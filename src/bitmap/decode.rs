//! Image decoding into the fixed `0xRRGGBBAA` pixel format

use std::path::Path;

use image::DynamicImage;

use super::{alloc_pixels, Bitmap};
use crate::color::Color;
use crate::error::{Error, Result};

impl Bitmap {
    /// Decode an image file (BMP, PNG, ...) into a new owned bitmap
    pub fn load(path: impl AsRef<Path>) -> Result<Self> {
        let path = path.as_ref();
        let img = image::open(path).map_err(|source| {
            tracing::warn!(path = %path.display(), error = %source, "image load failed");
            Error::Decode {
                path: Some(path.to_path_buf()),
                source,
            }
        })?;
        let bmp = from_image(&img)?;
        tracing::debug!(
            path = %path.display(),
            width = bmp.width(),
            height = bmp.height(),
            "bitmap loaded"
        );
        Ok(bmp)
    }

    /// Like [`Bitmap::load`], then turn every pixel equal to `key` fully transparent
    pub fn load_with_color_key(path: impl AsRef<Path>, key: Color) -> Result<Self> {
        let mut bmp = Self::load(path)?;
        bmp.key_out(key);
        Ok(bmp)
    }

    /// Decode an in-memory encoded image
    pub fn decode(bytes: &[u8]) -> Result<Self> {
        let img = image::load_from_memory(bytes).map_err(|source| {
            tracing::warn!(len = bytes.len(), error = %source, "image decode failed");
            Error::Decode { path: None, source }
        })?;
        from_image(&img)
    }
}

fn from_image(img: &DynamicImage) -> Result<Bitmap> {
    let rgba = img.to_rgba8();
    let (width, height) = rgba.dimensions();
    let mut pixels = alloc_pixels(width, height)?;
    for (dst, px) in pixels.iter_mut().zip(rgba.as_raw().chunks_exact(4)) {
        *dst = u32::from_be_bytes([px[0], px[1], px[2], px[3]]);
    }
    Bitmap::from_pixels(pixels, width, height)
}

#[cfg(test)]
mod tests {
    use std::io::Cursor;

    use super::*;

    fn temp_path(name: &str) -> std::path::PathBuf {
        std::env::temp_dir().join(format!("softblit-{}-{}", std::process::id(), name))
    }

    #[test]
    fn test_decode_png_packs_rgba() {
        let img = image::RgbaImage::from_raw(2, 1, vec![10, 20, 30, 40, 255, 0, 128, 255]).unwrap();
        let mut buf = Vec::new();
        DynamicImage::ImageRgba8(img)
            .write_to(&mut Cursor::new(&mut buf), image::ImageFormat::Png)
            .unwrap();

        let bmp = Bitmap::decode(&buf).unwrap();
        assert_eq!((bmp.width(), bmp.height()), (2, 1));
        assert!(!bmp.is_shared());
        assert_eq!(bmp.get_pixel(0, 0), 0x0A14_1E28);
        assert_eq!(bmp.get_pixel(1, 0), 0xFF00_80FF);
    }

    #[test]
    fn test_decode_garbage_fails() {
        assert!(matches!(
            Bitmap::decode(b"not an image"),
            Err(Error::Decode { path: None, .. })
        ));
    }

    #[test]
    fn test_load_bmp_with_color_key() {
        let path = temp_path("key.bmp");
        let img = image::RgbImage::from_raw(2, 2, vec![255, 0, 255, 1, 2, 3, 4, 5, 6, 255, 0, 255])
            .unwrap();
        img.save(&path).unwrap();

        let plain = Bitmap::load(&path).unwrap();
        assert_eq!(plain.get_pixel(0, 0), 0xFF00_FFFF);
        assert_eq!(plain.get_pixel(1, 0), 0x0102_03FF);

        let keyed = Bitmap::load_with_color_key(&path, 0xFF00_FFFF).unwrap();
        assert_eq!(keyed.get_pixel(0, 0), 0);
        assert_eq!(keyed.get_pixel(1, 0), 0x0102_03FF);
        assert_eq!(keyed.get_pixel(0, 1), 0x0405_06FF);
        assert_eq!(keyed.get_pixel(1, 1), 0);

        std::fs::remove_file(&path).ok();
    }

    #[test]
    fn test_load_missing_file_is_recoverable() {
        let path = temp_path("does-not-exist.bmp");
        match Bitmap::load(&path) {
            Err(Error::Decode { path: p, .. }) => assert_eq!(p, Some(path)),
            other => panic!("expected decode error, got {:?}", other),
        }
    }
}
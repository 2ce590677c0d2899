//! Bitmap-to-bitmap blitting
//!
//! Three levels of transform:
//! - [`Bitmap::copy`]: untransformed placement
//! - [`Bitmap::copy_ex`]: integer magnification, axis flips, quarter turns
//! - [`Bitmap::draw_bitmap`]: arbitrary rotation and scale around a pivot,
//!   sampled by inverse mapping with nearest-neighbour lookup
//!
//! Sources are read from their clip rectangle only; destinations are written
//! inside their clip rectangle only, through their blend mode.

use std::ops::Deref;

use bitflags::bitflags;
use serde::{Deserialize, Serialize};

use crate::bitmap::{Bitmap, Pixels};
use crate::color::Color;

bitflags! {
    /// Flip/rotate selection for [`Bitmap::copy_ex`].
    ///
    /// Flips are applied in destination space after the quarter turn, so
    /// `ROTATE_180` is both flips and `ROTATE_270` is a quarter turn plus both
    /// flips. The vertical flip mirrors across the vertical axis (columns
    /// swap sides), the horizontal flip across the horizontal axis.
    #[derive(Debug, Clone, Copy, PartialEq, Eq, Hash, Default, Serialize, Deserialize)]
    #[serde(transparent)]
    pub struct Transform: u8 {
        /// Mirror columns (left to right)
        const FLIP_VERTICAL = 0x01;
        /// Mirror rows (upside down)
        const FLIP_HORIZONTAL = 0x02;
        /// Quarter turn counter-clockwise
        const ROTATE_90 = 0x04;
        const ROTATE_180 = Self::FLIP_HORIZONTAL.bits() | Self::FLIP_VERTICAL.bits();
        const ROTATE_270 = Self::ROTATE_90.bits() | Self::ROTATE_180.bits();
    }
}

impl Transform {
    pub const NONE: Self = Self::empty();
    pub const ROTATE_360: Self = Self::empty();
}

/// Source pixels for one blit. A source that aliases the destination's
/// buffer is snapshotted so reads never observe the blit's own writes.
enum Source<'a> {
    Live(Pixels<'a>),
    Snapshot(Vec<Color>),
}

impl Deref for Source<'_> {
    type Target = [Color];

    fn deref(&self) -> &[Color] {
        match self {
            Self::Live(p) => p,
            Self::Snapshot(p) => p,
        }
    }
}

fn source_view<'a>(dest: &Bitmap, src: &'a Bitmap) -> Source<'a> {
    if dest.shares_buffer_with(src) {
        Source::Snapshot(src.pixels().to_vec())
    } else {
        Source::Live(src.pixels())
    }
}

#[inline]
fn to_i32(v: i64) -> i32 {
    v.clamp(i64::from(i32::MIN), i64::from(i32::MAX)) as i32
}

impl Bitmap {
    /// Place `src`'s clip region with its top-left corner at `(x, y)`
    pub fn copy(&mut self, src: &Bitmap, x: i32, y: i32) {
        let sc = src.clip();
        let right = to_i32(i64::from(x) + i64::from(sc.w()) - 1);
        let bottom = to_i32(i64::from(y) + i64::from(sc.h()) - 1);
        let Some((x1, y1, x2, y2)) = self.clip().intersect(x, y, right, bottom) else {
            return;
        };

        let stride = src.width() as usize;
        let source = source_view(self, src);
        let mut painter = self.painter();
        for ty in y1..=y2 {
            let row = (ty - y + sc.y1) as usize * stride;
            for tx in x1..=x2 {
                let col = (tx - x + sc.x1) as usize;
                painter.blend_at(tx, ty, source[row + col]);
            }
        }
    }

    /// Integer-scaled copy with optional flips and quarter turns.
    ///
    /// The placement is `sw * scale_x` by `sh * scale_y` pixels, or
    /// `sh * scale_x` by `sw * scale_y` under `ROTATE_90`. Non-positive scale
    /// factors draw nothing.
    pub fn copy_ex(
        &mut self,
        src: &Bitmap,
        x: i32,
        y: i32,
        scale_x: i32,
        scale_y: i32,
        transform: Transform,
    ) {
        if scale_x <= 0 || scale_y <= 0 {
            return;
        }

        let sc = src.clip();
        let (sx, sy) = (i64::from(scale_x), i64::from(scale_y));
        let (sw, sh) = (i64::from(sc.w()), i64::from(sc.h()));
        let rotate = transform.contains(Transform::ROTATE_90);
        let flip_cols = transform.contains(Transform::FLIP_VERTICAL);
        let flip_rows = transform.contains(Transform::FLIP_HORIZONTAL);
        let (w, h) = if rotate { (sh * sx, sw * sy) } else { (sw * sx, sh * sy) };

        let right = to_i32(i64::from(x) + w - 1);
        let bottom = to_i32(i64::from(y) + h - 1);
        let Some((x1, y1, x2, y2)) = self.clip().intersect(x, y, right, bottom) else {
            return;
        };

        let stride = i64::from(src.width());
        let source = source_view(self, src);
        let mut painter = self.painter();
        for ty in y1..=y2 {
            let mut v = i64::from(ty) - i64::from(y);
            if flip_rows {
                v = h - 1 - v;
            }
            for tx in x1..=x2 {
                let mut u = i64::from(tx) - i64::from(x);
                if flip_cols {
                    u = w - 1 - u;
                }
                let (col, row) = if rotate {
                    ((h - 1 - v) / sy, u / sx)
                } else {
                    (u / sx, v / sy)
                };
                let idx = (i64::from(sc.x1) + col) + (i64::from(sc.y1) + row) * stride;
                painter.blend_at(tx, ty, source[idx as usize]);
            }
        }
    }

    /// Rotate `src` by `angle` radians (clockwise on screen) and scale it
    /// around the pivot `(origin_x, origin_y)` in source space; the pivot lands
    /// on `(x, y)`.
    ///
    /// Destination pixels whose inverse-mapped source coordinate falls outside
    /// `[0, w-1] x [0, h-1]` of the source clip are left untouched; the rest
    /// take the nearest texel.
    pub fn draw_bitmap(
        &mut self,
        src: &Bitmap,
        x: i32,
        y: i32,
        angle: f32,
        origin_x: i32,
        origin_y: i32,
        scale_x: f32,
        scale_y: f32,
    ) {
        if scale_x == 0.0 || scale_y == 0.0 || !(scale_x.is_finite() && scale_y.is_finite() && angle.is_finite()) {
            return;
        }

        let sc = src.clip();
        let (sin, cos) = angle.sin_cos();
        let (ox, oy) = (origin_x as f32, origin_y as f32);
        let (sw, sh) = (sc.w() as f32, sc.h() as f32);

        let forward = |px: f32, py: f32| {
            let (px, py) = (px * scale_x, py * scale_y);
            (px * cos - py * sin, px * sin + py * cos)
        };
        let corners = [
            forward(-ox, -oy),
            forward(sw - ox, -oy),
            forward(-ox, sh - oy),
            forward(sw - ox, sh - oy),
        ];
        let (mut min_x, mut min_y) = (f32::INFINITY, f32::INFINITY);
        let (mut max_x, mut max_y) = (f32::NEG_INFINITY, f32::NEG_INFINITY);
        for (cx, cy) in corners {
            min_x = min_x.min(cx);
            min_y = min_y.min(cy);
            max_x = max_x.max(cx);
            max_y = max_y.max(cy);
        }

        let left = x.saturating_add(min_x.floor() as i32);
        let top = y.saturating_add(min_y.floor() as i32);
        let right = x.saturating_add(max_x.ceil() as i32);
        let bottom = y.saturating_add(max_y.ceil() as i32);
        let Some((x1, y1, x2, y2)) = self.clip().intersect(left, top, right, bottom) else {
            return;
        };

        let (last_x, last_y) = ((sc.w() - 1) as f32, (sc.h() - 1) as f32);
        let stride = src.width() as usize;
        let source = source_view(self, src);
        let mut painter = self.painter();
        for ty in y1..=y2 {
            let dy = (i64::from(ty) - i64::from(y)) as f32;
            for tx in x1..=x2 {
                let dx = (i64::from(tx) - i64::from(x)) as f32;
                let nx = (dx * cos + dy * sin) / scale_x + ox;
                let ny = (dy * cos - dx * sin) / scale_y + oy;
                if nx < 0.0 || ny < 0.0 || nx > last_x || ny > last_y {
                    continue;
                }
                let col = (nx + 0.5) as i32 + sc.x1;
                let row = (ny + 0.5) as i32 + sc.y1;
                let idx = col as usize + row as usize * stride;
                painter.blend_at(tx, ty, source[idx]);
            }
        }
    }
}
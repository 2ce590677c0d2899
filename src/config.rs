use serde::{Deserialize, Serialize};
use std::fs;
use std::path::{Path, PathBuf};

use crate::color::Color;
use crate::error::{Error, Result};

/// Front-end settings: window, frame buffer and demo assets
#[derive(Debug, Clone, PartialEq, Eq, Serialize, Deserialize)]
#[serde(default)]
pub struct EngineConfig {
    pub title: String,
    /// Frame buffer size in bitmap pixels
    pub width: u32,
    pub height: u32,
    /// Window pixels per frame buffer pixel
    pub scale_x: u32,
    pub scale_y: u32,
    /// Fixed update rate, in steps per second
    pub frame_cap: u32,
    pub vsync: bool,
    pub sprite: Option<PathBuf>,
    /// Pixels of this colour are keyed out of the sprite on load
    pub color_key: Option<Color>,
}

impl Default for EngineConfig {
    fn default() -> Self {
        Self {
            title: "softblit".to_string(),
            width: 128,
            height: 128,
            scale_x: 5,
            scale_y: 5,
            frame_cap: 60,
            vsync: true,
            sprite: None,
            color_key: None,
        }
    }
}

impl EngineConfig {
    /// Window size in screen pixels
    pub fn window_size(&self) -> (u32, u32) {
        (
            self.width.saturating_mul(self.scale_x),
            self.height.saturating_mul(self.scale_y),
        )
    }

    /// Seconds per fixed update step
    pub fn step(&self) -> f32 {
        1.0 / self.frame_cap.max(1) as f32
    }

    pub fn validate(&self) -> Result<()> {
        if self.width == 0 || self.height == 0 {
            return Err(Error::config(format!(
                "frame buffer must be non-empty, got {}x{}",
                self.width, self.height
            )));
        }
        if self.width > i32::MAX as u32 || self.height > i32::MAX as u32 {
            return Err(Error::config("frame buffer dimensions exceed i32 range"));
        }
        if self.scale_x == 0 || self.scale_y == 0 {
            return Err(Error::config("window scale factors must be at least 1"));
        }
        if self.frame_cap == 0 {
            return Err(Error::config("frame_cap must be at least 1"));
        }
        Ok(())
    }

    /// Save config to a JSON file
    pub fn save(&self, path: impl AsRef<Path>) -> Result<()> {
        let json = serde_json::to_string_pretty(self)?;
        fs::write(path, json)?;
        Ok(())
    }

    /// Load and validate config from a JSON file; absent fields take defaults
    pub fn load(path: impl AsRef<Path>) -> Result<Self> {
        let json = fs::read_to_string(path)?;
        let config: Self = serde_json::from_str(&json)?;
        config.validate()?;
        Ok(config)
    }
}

**Description of the task:**
When you reach the line holding "blit's own writes." in the records above, begin reproducing exactly, stop after the line holding "let flip_rows = transform.contains(Transform::FLIP_HORIZONTAL);", and output nothing else.

**Answer box:**
/// buffer is snapshotted so reads never observe the blit's own writes.
enum Source<'a> {
    Live(Pixels<'a>),
    Snapshot(Vec<Color>),
}

impl Deref for Source<'_> {
    type Target = [Color];

    fn deref(&self) -> &[Color] {
        match self {
            Self::Live(p) => p,
            Self::Snapshot(p) => p,
        }
    }
}

fn source_view<'a>(dest: &Bitmap, src: &'a Bitmap) -> Source<'a> {
    if dest.shares_buffer_with(src) {
        Source::Snapshot(src.pixels().to_vec())
    } else {
        Source::Live(src.pixels())
    }
}

#[inline]
fn to_i32(v: i64) -> i32 {
    v.clamp(i64::from(i32::MIN), i64::from(i32::MAX)) as i32
}

impl Bitmap {
    /// Place `src`'s clip region with its top-left corner at `(x, y)`
    pub fn copy(&mut self, src: &Bitmap, x: i32, y: i32) {
        let sc = src.clip();
        let right = to_i32(i64::from(x) + i64::from(sc.w()) - 1);
        let bottom = to_i32(i64::from(y) + i64::from(sc.h()) - 1);
        let Some((x1, y1, x2, y2)) = self.clip().intersect(x, y, right, bottom) else {
            return;
        };

        let stride = src.width() as usize;
        let source = source_view(self, src);
        let mut painter = self.painter();
        for ty in y1..=y2 {
            let row = (ty - y + sc.y1) as usize * stride;
            for tx in x1..=x2 {
                let col = (tx - x + sc.x1) as usize;
                painter.blend_at(tx, ty, source[row + col]);
            }
        }
    }

    /// Integer-scaled copy with optional flips and quarter turns.
    ///
    /// The placement is `sw * scale_x` by `sh * scale_y` pixels, or
    /// `sh * scale_x` by `sw * scale_y` under `ROTATE_90`. Non-positive scale
    /// factors draw nothing.
    pub fn copy_ex(
        &mut self,
        src: &Bitmap,
        x: i32,
        y: i32,
        scale_x: i32,
        scale_y: i32,
        transform: Transform,
    ) {
        if scale_x <= 0 || scale_y <= 0 {
            return;
        }

        let sc = src.clip();
        let (sx, sy) = (i64::from(scale_x), i64::from(scale_y));
        let (sw, sh) = (i64::from(sc.w()), i64::from(sc.h()));
        let rotate = transform.contains(Transform::ROTATE_90);
        let flip_cols = transform.contains(Transform::FLIP_VERTICAL);
        let flip_rows = transform.contains(Transform::FLIP_HORIZONTAL);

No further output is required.